## Work required
Among the entries, which lines carry the string "then"? Copy every one.

═════ Data in this exercise

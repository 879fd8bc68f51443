//! Builds an [`Assembly`] from parsed source bundles
//!
//! The assembler owns the shared state of a build: the package graph, the options, the class
//! policies, the trace sink and the capability recorder. [`Assembler::build`] orders the modules,
//! then runs the configured number of propagation passes over every module, function and lambda
//! discovered so far. Items discovered during a pass are appended to the work list and propagated
//! in the same pass.

use crate::assembly::{Assembly, WorkItem};
use crate::bootstrap;
use crate::capabilities::{CapabilityRecorder, refine_unions};
use crate::config::Options;
use crate::framework::{ClassPolicy, default_policies};
use crate::graph::PackageGraph;
use crate::propagate;
use crate::sources::SourceBundle;
use crate::symbol::{Address, SymbolId, SymbolTable};
use crate::trace::{PropagatorDelegate, Tracer};
use crate::value::{ValueContext, builtins};
use indexmap::{IndexMap, IndexSet};
use lantern_core::{AnalysisError, CancelHandle};
use lantern_parser::{AstNode, ImportDecl, PythonParser};
use rustc_hash::{FxHashMap, FxHashSet};
use std::io::Write;
use std::path::PathBuf;
use std::rc::Rc;
use std::sync::Arc;

/// Everything a propagator needs besides the assembly itself
pub(crate) struct Environment {
    pub(crate) graph: Arc<dyn PackageGraph>,
    pub(crate) options: Options,
    pub(crate) policies: Vec<Box<dyn ClassPolicy>>,
    pub(crate) delegate: Option<Box<dyn PropagatorDelegate>>,
    pub(crate) tracer: Tracer,
    /// Present only while the final pass records capabilities
    pub(crate) recorder: Option<CapabilityRecorder>,
    pub(crate) builtins: Rc<SymbolTable>,
    pub(crate) cancel: CancelHandle,
    parser: Option<PythonParser>,
    evals: FxHashMap<String, Rc<AstNode>>,
}

impl Environment {
    pub(crate) fn ctx(&self) -> ValueContext<'_> {
        ValueContext::new(self.graph.as_ref(), &self.cancel)
    }

    /// Parsed form of an `eval` argument
    ///
    /// Parses are cached by source text so the statements keep their node identities across
    /// passes and functions defined inside them are created once.
    pub(crate) fn parse_eval(&mut self, source: &str) -> Option<Rc<AstNode>> {
        if let Some(ast) = self.evals.get(source) {
            return Some(ast.clone());
        }
        if self.parser.is_none() {
            match PythonParser::new() {
                Ok(parser) => self.parser = Some(parser),
                Err(e) => {
                    tracing::warn!("Cannot analyze eval arguments: {}", e);
                    return None;
                }
            }
        }
        let parser = self.parser.as_mut()?;
        match parser.parse_module(source) {
            Ok(ast) => {
                let ast = Rc::new(ast);
                self.evals.insert(source.to_string(), ast.clone());
                Some(ast)
            }
            Err(e) => {
                tracing::debug!("Skipping unparsable eval argument: {}", e);
                None
            }
        }
    }
}

pub struct Assembler {
    assembly: Assembly,
    env: Environment,
}

impl Assembler {
    pub fn new(graph: Arc<dyn PackageGraph>, options: Options) -> Self {
        let cancel = CancelHandle::new();
        let builtins = builtin_scope(graph.as_ref(), &cancel);
        let mut assembly = Assembly::default();
        assembly.python_paths = options.python_paths.clone();
        let env = Environment {
            graph,
            options,
            policies: default_policies(),
            delegate: None,
            tracer: Tracer::default(),
            recorder: None,
            builtins,
            cancel,
            parser: None,
            evals: FxHashMap::default(),
        };
        Assembler { assembly, env }
    }

    /// Replace the class policies consulted for every class
    pub fn with_policies(mut self, policies: Vec<Box<dyn ClassPolicy>>) -> Self {
        self.env.policies = policies;
        self
    }

    pub fn with_delegate(mut self, delegate: Box<dyn PropagatorDelegate>) -> Self {
        self.env.delegate = Some(delegate);
        self
    }

    /// Write a plain-text propagation trace to `sink`
    pub fn set_trace(&mut self, sink: Box<dyn Write>) {
        self.env.tracer = Tracer::new(sink);
    }

    pub fn options(&self) -> &Options {
        &self.env.options
    }

    /// Register a parsed file; a second bundle for the same path is ignored
    pub fn add_source(&mut self, bundle: SourceBundle) {
        if let Some(root) = &bundle.library_root {
            if !self.assembly.python_paths.contains(root) {
                self.assembly.python_paths.push(root.clone());
            }
        }
        if self.assembly.sources.contains(&bundle.path) {
            tracing::warn!("Source {} added twice; keeping the first", bundle.path.display());
            return;
        }
        let module = crate::value::SourceModule::new(&bundle.module_name(), &bundle.path, self.env.builtins.clone());
        self.assembly.sources.add_file(&bundle.path, module);
        self.assembly.bundles.push(bundle);
    }

    /// Run every propagation pass
    ///
    /// Returns [`AnalysisError::Cancelled`] as soon as `cancel` fires. A cancelled assembly is
    /// incomplete and must be discarded along with this assembler.
    pub fn build(&mut self, cancel: &CancelHandle) -> Result<&Assembly, AnalysisError> {
        self.env.options.validate().map_err(|e| AnalysisError::InvalidOptions(e.to_string()))?;
        cancel.check()?;
        self.env.cancel = cancel.clone();
        self.schedule_modules();

        let passes = self.env.options.passes;
        tracing::info!("Building assembly of {} files with {} passes", self.assembly.bundles.len(), passes);
        for pass in 0..passes {
            let current = pass + 1;
            self.env.tracer.line(format_args!("### PROPAGATION PASS {current}"));
            if let Some(delegate) = self.env.delegate.as_mut() {
                delegate.pass(current, passes);
            }
            self.env.recorder =
                (current == passes && self.env.options.use_capabilities).then(CapabilityRecorder::new);

            let mut index = 0;
            while index < self.assembly.order.len() {
                cancel.check()?;
                let item = self.assembly.order[index].clone();
                propagate::propagate_item(&mut self.assembly, &mut self.env, &item)?;
                index += 1;
            }
            tracing::debug!("Pass {}/{} propagated {} items", current, passes, self.assembly.order.len());
        }

        if let Some(recorder) = self.env.recorder.as_ref() {
            let refined = refine_unions(&self.env.ctx(), recorder)?;
            tracing::debug!("Refined {} ambiguous symbols", refined);
        }
        self.env.tracer.flush();
        tracing::info!(
            "Assembly built: {} classes, {} functions, {} lambdas",
            self.assembly.classes.len(),
            self.assembly.functions.len(),
            self.assembly.lambdas.len()
        );
        Ok(&self.assembly)
    }

    /// Append every module not yet scheduled, in bootstrap order
    fn schedule_modules(&mut self) {
        let scheduled: FxHashSet<usize> = self
            .assembly
            .order
            .iter()
            .filter_map(|item| match item {
                WorkItem::Module(index) => Some(*index),
                WorkItem::Function(_) => None,
            })
            .collect();
        let files: Vec<(PathBuf, Vec<ImportDecl>)> = self
            .assembly
            .bundles
            .iter()
            .enumerate()
            .filter(|(index, _)| !scheduled.contains(index))
            .map(|(_, bundle)| (bundle.path.clone(), bundle.imports.clone()))
            .collect();
        if files.is_empty() {
            return;
        }

        let order = bootstrap::order(&files, &self.assembly.python_paths);
        for path in order {
            if let Some(index) = self.assembly.bundles.iter().position(|b| b.path == path) {
                self.env.tracer.line(format_args!("bootstrap: {}", path.display()));
                self.assembly.order.push(WorkItem::Module(index));
            }
        }
    }

    pub fn assembly(&self) -> &Assembly {
        &self.assembly
    }

    pub fn into_assembly(self) -> Assembly {
        self.assembly
    }

    /// Attributes accessed per symbol during the final pass
    pub fn capabilities(&self) -> Option<&IndexMap<SymbolId, IndexSet<String>>> {
        self.env.recorder.as_ref().map(CapabilityRecorder::capabilities)
    }

    pub fn forward_graph(&self) -> Option<&IndexMap<SymbolId, IndexSet<SymbolId>>> {
        self.env.recorder.as_ref().map(CapabilityRecorder::forward_graph)
    }

    pub fn backward_graph(&self) -> Option<&IndexMap<SymbolId, IndexSet<SymbolId>>> {
        self.env.recorder.as_ref().map(CapabilityRecorder::backward_graph)
    }

    pub fn recorder(&self) -> Option<&CapabilityRecorder> {
        self.env.recorder.as_ref()
    }
}

/// Scope every module chains to: the graph's `builtins` members, then the modelled overrides
fn builtin_scope(graph: &dyn PackageGraph, cancel: &CancelHandle) -> Rc<SymbolTable> {
    let scope = SymbolTable::new(Address::new("", "builtins"), None);
    if graph.kind("builtins").is_none() {
        tracing::warn!("Package graph has no builtins module; only modelled builtins are available");
    }
    let ctx = ValueContext::new(graph, cancel);
    for name in graph.children("builtins") {
        let Some(path) = graph.attr("builtins", &name) else { continue };
        scope.create(&name).produce(&ctx.external_value(&path));
    }
    for (name, value) in builtins::overrides() {
        scope.put(name, value);
    }
    scope
}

══════════

## Written solution
//! then runs the configured number of propagation passes over every module, function and lambda
                (current == passes && self.env.options.use_capabilities).then(CapabilityRecorder::new);
/// Scope every module chains to: the graph's `builtins` members, then the modelled overrides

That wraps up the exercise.